In ihrer Lektüre hat die 62-Jährige auch einige Rezepte abgedruckt (siehe unten). Wie man dort ebenso erfährt, verwendet die Tierheilpraktikerin flüssigen Meerrettich und Mikroorganismen auch beim Blumen gießen: „Die Pflanzen bleiben dadurch gesünder, und man hat einen längeren Ertrag.“ Aber auch für viele Klein- und Haustiere empfiehlt die Landwirtin die Einnahme der Wurzel in Pulver oder flüssiger Form. Nicht nur Rinder, Legehennen oder Kaninchen hätten es auf ihren Rat hin schon erfolgreich eingenommen, sondern auch Brieftauben, Hunde, Mastgeflügel, Schafe, Pferde oder gar Fische, erzählt sie.

Mit ihrem Werk möchte Hamburger verlorenes oder nicht bekanntes Wissen über die scharfe Wurzel verbreiten: „Viele kaufen Ingwer oder Kurkuma, aber die sind im Gegensatz zum Kren nicht heimisch, und Meerrettich wirkt mindestens genauso gut.“ Das eigene Buch war für sie eine große Herausforderung, „aber es ist so geworden, wie ich es mir vorgestellt habe“. Zu erwerben gibt es ihre Lektüre zum Preis von 29 Euro in ihrem Onlineshop (www.fnh-hamburger.de) oder per E-Mail unter irene-hamburger@t-online.de.

Rezept-Tipp: Tomaten-Meerrettich-Soße 

„Schnell und fix und auch noch echt gesund“ – so schwärmt Irene Hamburger von ihren Gerichten, die sie mit frischem Kren zubereitet. Eine der Spezialitäten in ihrem Buch ist ihr Rezept der Tomaten-Meerrettich-Soße.

Zutaten: Ein Kilogramm Tomaten, zwei bis drei Paprikaschoten grün oder gelb, ein Apfel, 50 g geriebener Meerrettich, eine Zwiebel, ein TL Salz, zwei bis drei EL Zucker oder Gelierzucker, 1 EL Apfelessig und 1/8 Liter Wasser.

Zubereitung: Zutaten klein schneiden, Wasser zum Kochen bringen. Alle zuvor genannten Zutaten hinzu geben. Die Mischung gut eine halbe Stunde lang kochen lassen. Anschließend von der Herdplatte nehmen und pürieren.

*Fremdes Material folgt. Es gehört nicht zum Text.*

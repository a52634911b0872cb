// Domain rules - Business logic and policies

use crate::domain::errors::*;
use crate::domain::model::*;

/// Name the engine writes the trimmed clip under
pub const DEFAULT_OUTPUT_NAME: &str = "output.mp4";

/// Business rules for accepting a trim submission
pub struct TrimRangeValidator;

impl TrimRangeValidator {
    /// Check a submission. Order matters: missing file, then equal
    /// bounds, then inverted bounds.
    pub fn validate_submission(
        file: Option<&SelectedFile>,
        range: &TrimRange,
    ) -> Result<(), DomainError> {
        if file.is_none() {
            return Err(DomainError::NoFileSelected);
        }
        Self::validate_range(range)
    }

    pub fn validate_range(range: &TrimRange) -> Result<(), DomainError> {
        if !range.from.is_finite() || !range.to.is_finite() {
            return Err(DomainError::BadArgs("Trim bounds must be finite".to_string()));
        }
        if range.from == range.to {
            return Err(DomainError::EmptyRange);
        }
        if range.from > range.to {
            return Err(DomainError::InvertedRange);
        }
        Ok(())
    }
}

/// Builds the argument vector handed to the engine
pub struct EngineArgs;

impl EngineArgs {
    /// `-ss <from> -i <input> -ss 0 -t <to-from> -c copy <output>`
    ///
    /// The first `-ss` is an input seek, the second resets the output
    /// offset so `-t` counts from the in-point.
    pub fn build_trim_args(range: &TrimRange, input_name: &str, output_name: &str) -> Vec<String> {
        vec![
            "-ss".to_string(),
            format_engine_number(range.from),
            "-i".to_string(),
            input_name.to_string(),
            "-ss".to_string(),
            "0".to_string(),
            "-t".to_string(),
            format_engine_number(range.duration()),
            "-c".to_string(),
            "copy".to_string(),
            output_name.to_string(),
        ]
    }

    /// Clip length carried by the `-t` argument
    pub fn clip_length(args: &[String]) -> Option<f64> {
        args.iter()
            .position(|a| a == "-t")
            .and_then(|i| args.get(i + 1))
            .and_then(|v| v.parse::<f64>().ok())
    }
}

/// Shortest decimal that round-trips (`10`, `1.5`, `0.1`)
pub fn format_engine_number(value: f64) -> String {
    if value == 0.0 {
        // folds -0 into 0
        return "0".to_string();
    }
    format!("{}", value)
}

/// Display rules for progress and the range summary line
pub struct ProgressDisplay;

impl ProgressDisplay {
    /// Whole-number percentage, rounded up
    pub fn percent(progress: Progress) -> u32 {
        (progress.ratio() * 100.0).ceil() as u32
    }

    /// A percentage is shown only strictly between start and finish
    pub fn shows_percentage(progress: Progress) -> bool {
        progress.ratio() > 0.0 && progress.ratio() < 1.0
    }

    /// Status text while a trim is running, `None` when idle
    pub fn status_line(is_trimming: bool, progress: Progress) -> Option<String> {
        if Self::shows_percentage(progress) {
            Some(format!("Converting: {}%", Self::percent(progress)))
        } else if is_trimming {
            Some("Converting...".to_string())
        } else {
            None
        }
    }

    /// `From: M:S, To: M:S (Duration: Ns)`. Half seconds round up, also
    /// for inverted ranges.
    pub fn range_summary(range: &TrimRange) -> String {
        format!(
            "From: {}:{}, To: {}:{} (Duration: {}s)",
            format_engine_number((range.from / 60.0).floor()),
            format_engine_number((range.from % 60.0).floor()),
            format_engine_number((range.to / 60.0).floor()),
            format_engine_number((range.to % 60.0).floor()),
            format_engine_number((range.duration() + 0.5).floor())
        )
    }
}
// TOML config adapter - Configuration loaded from a TOML file and environment

use std::collections::HashMap;
use std::path::{Path, PathBuf};

use tracing::{debug, info};

use crate::config::AppConfig;
use crate::domain::errors::*;
use crate::ports::*;

const CONFIG_FILE_NAME: &str = "clipkun.toml";

/// Environment variables and the config key each one overrides
const ENV_MAPPINGS: &[(&str, &str)] = &[
    ("CLIPKUN_ENGINE", "engine_path"),
    ("CLIPKUN_OUTPUT_DIR", "output_dir"),
    ("CLIPKUN_LOG_LEVEL", "log_level"),
    ("CLIPKUN_LOG_FORMAT", "log_format"),
    ("CLIPKUN_OVERWRITE", "overwrite"),
];

/// TOML configuration adapter
pub struct TomlConfigAdapter {
    explicit_path: Option<PathBuf>,
    env: HashMap<String, String>,
}

impl TomlConfigAdapter {
    /// Adapter reading the process environment
    pub fn new(explicit_path: Option<PathBuf>) -> Self {
        let env = ENV_MAPPINGS
            .iter()
            .filter_map(|(var, _)| std::env::var(var).ok().map(|v| (var.to_string(), v)))
            .collect();
        Self { explicit_path, env }
    }

    /// Adapter with a fixed environment, for tests
    pub fn with_env(explicit_path: Option<PathBuf>, env: HashMap<String, String>) -> Self {
        Self { explicit_path, env }
    }

    /// Candidate config files, most specific first
    fn candidate_paths() -> Vec<PathBuf> {
        let mut paths = vec![PathBuf::from(CONFIG_FILE_NAME)];
        if let Some(dir) = std::env::var_os("XDG_CONFIG_HOME") {
            paths.push(PathBuf::from(dir).join("clipkun").join("config.toml"));
        } else if let Some(home) = std::env::var_os("HOME") {
            paths.push(
                PathBuf::from(home)
                    .join(".config")
                    .join("clipkun")
                    .join("config.toml"),
            );
        }
        paths
    }

    fn read_file(path: &Path) -> Result<AppConfig, DomainError> {
        let content = std::fs::read_to_string(path).map_err(|e| {
            DomainError::Config(format!("Failed to read {}: {}", path.display(), e))
        })?;
        toml::from_str(&content).map_err(|e| {
            DomainError::Config(format!("Failed to parse TOML config {}: {}", path.display(), e))
        })
    }

    fn file_layer(&self) -> Result<AppConfig, DomainError> {
        if let Some(path) = &self.explicit_path {
            info!("Loading configuration from: {}", path.display());
            return Self::read_file(path);
        }

        for path in Self::candidate_paths() {
            if path.is_file() {
                info!("Loading configuration from: {}", path.display());
                return Self::read_file(&path);
            }
        }

        debug!("No config file found, using defaults");
        Ok(AppConfig::default())
    }

    fn apply_env(&self, mut config: AppConfig) -> Result<AppConfig, DomainError> {
        for (var, key) in ENV_MAPPINGS {
            let Some(value) = self.env.get(*var) else {
                continue;
            };
            debug!("Environment override: {} -> {}", var, key);
            match *key {
                "engine_path" => config.engine_path = PathBuf::from(value),
                "output_dir" => config.output_dir = Some(PathBuf::from(value)),
                "log_level" => config.log_level = value.clone(),
                "log_format" => config.log_format = value.parse()?,
                "overwrite" => {
                    config.overwrite = parse_bool(value).ok_or_else(|| {
                        DomainError::Config(format!("Invalid boolean value for {}: {}", var, value))
                    })?
                }
                _ => {}
            }
        }
        Ok(config)
    }
}

fn parse_bool(value: &str) -> Option<bool> {
    match value.trim().to_ascii_lowercase().as_str() {
        "1" | "true" | "yes" | "on" => Some(true),
        "0" | "false" | "no" | "off" => Some(false),
        _ => None,
    }
}

impl ConfigPort for TomlConfigAdapter {
    fn load(&self) -> Result<AppConfig, DomainError> {
        let config = self.file_layer()?;
        self.apply_env(config)
    }
}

Verzehr: Hamburger beschreibt die Soße als „gesunde Alternative zu Ketchup“. Sie kann zu Pommes, Spaghetti, gekochten Kartoffeln oder Ofenkartoffeln verzehrt werden. Falls nicht alles benötigt wird, kann die übrige Soße als Vorrat in Schraubverschlussgläsern aufbewahrt werden. Danach einfach wieder neu erhitzen.